Problem statement => Taking the entries below from the top, restate each line exactly and end with the line containing "adds the precondition".

(Stored records)
----
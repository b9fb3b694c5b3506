//! Settlement. Turns a round's trades into demand, sales, profit and new
//! balances, then commits them and advances the market's round.
//!
//! The arithmetic lives in [`compute_settlement`], a pure function over the
//! round's `(Trade, Trader)` pairs. [`settle_round`] adds the precondition
//! and double-settlement checks around it and hands the result to the
//! store as one atomic write.

use chrono::{DateTime, Utc};
use rust_decimal::prelude::*;
use serde::Serialize;
use std::collections::HashMap;
use tracing::{debug, info, warn};

use crate::error::{GameError, Result};
use crate::storage::EntityStore;
use crate::types::{
    round_money, DemandCurve, Market, RoundStat, SettlementBatch, Trade, TradeOutcome, Trader,
};

// ---------------------------------------------------------------------------
// Pure computation
// ---------------------------------------------------------------------------

/// Result of the round arithmetic, before anything is written.
#[derive(Debug, Clone, PartialEq)]
pub struct RoundComputation {
    /// Mean quoted price over every trade, forced ones included. Rounded to
    /// cents for storage; demand uses the exact mean.
    pub avg_price: Decimal,
    /// One outcome per trade, ordered by trade id.
    pub outcomes: Vec<TradeOutcome>,
}

fn overflow(what: &str) -> GameError {
    GameError::Overflow(format!("{what} is out of range"))
}

/// Round a demand value to whole units, half away from zero.
fn demand_units(demand: Decimal) -> Result<i64> {
    demand
        .round_dp_with_strategy(0, RoundingStrategy::MidpointAwayFromZero)
        .to_i64()
        .ok_or_else(|| GameError::Overflow(format!("demand {demand} is out of range")))
}

/// Compute every trader's outcome for one round.
///
/// `units_sold` is `min(demand, unit_amount)` with no floor at zero, so a
/// negative demand produces negative units sold and raises profit by
/// `unit_price × |units_sold|`. Missing prices and amounts count as zero.
pub fn compute_settlement(
    curve: &DemandCurve,
    entries: &[(Trade, Trader)],
) -> Result<RoundComputation> {
    if entries.is_empty() {
        return Err(GameError::SettlementPrecondition(
            "cannot settle a round without trades".into(),
        ));
    }

    let total = entries
        .iter()
        .try_fold(Decimal::ZERO, |acc, (t, _)| acc.checked_add(t.price_or_zero()))
        .ok_or_else(|| overflow("sum of prices"))?;
    let avg_exact = total / Decimal::from(entries.len());

    let mut ordered: Vec<&(Trade, Trader)> = entries.iter().collect();
    ordered.sort_by_key(|(t, _)| t.id);

    let mut outcomes = Vec::with_capacity(ordered.len());
    for (trade, trader) in ordered {
        let price = trade.price_or_zero();
        let amount = trade.amount_or_zero();

        let demand = curve
            .checked_demand(price, avg_exact)
            .ok_or_else(|| overflow(&format!("demand for trade {}", trade.id)))?;
        let demand = demand_units(demand)?;
        let units_sold = demand.min(amount);

        let profit = trader
            .prod_cost
            .checked_mul(Decimal::from(amount))
            .and_then(|expenses| {
                price
                    .checked_mul(Decimal::from(units_sold))?
                    .checked_sub(expenses)
            })
            .map(round_money)
            .ok_or_else(|| overflow(&format!("profit for trade {}", trade.id)))?;
        let balance_after = trader
            .balance
            .checked_add(profit)
            .map(round_money)
            .ok_or_else(|| overflow(&format!("balance of trader {}", trader.id)))?;

        outcomes.push(TradeOutcome {
            trade_id: trade.id,
            trader_id: trader.id,
            demand,
            units_sold,
            profit,
            balance_after,
        });
    }

    Ok(RoundComputation {
        avg_price: round_money(avg_exact),
        outcomes,
    })
}

/// Pair each trade of `round` with its trader, checking that every trader
/// has exactly one trade and every trade belongs to one of the traders.
fn pair_trades(
    traders: &[Trader],
    trades: Vec<Trade>,
    round: i64,
) -> Result<Vec<(Trade, Trader)>> {
    if traders.is_empty() {
        return Err(GameError::SettlementPrecondition(
            "market has no traders".into(),
        ));
    }
    if trades.is_empty() {
        return Err(GameError::SettlementPrecondition(format!(
            "no trades for round {round}"
        )));
    }

    let by_id: HashMap<i64, &Trader> = traders.iter().map(|t| (t.id, t)).collect();
    let mut counts: HashMap<i64, usize> = HashMap::new();
    let mut entries = Vec::with_capacity(trades.len());

    for trade in trades {
        if trade.round != round {
            return Err(GameError::SettlementPrecondition(format!(
                "trade {} is for round {}, expected {round}",
                trade.id, trade.round
            )));
        }
        let trader = by_id.get(&trade.trader_id).ok_or_else(|| {
            GameError::SettlementPrecondition(format!(
                "trade {} belongs to trader {} outside the market",
                trade.id, trade.trader_id
            ))
        })?;
        *counts.entry(trader.id).or_default() += 1;
        entries.push((trade, (*trader).clone()));
    }

    for trader in traders {
        match counts.get(&trader.id).copied().unwrap_or(0) {
            1 => {}
            0 => {
                return Err(GameError::SettlementPrecondition(format!(
                    "trader {} has no trade for round {round}",
                    trader.name
                )))
            }
            n => {
                return Err(GameError::SettlementPrecondition(format!(
                    "trader {} has {n} trades for round {round}",
                    trader.name
                )))
            }
        }
    }

    entries.sort_by_key(|(t, _)| t.id);
    Ok(entries)
}

// ---------------------------------------------------------------------------
// Round report
// ---------------------------------------------------------------------------

/// Summary of one settled round, returned to the host.
#[derive(Debug, Clone, Serialize)]
pub struct RoundReport {
    pub market_id: String,
    /// The round that was settled.
    pub round: i64,
    pub avg_price: Decimal,
    pub num_trades: usize,
    pub num_forced: usize,
    pub outcomes: Vec<TradeOutcome>,
    /// True when this round was the market's last.
    pub game_over: bool,
    pub stat: RoundStat,
    pub timestamp: DateTime<Utc>,
}

// ---------------------------------------------------------------------------
// Store-backed settlement
// ---------------------------------------------------------------------------

/// Settle `market`'s current round and advance it.
///
/// `market` is the caller's snapshot; its `round` names the round to
/// settle. Fails with `AlreadySettled` if that round already has a stat or
/// the stored market has moved on, and with `SettlementPrecondition` when
/// the trades don't line up one-to-one with the traders. Nothing is
/// written on failure.
pub async fn settle_round<S>(store: &S, market: &Market) -> Result<RoundReport>
where
    S: EntityStore + ?Sized,
{
    let round = market.round;
    let already_settled = || GameError::AlreadySettled {
        market_id: market.market_id.clone(),
        round,
    };

    if store.round_stat(&market.market_id, round).await?.is_some() {
        return Err(already_settled());
    }
    let stored = store.get_market(&market.market_id).await?;
    if stored.round > round {
        return Err(already_settled());
    }
    if stored.round < round {
        return Err(GameError::SettlementPrecondition(format!(
            "market {} is at round {}, cannot settle round {round}",
            stored.market_id, stored.round
        )));
    }

    let traders = store.traders_in_market(&stored.market_id).await?;
    let trades = store.trades_for_round(&stored.market_id, round).await?;
    let entries = pair_trades(&traders, trades, round)?;
    let num_forced = entries.iter().filter(|(t, _)| t.was_forced).count();

    let computed = compute_settlement(&stored.curve(), &entries)?;
    for outcome in &computed.outcomes {
        if outcome.units_sold < 0 {
            warn!(
                market_id = %stored.market_id,
                round,
                trader_id = outcome.trader_id,
                units_sold = outcome.units_sold,
                "Negative demand produced negative units sold"
            );
        }
        debug!(
            trade_id = outcome.trade_id,
            demand = outcome.demand,
            units_sold = outcome.units_sold,
            profit = %outcome.profit,
            balance_after = %outcome.balance_after,
            "Trade settled"
        );
    }

    let batch = SettlementBatch {
        market_id: stored.market_id.clone(),
        round,
        avg_price: computed.avg_price,
        outcomes: computed.outcomes,
        ends_game: stored.ends_after(round),
    };
    let stat = store.commit_settlement(&batch).await?;

    let report = RoundReport {
        market_id: batch.market_id,
        round,
        avg_price: batch.avg_price,
        num_trades: entries.len(),
        num_forced,
        outcomes: batch.outcomes,
        game_over: batch.ends_game,
        stat,
        timestamp: Utc::now(),
    };

    info!(
        market_id = %report.market_id,
        round,
        traders = report.num_trades,
        forced = report.num_forced,
        avg_price = %report.avg_price,
        game_over = report.game_over,
        "Round settled"
    );
    Ok(report)
}

// ---------------------------------------------------------------------------
// Tests
// ---------------------------------------------------------------------------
----
Answer to this task =>
repository b9fb3b694c5b3506
//! Settlement. Turns a round's trades into demand, sales, profit and new
//! balances, then commits them and advances the market's round.
//!
//! The arithmetic lives in [`compute_settlement`], a pure function over the
//! round's `(Trade, Trader)` pairs. [`settle_round`] adds the precondition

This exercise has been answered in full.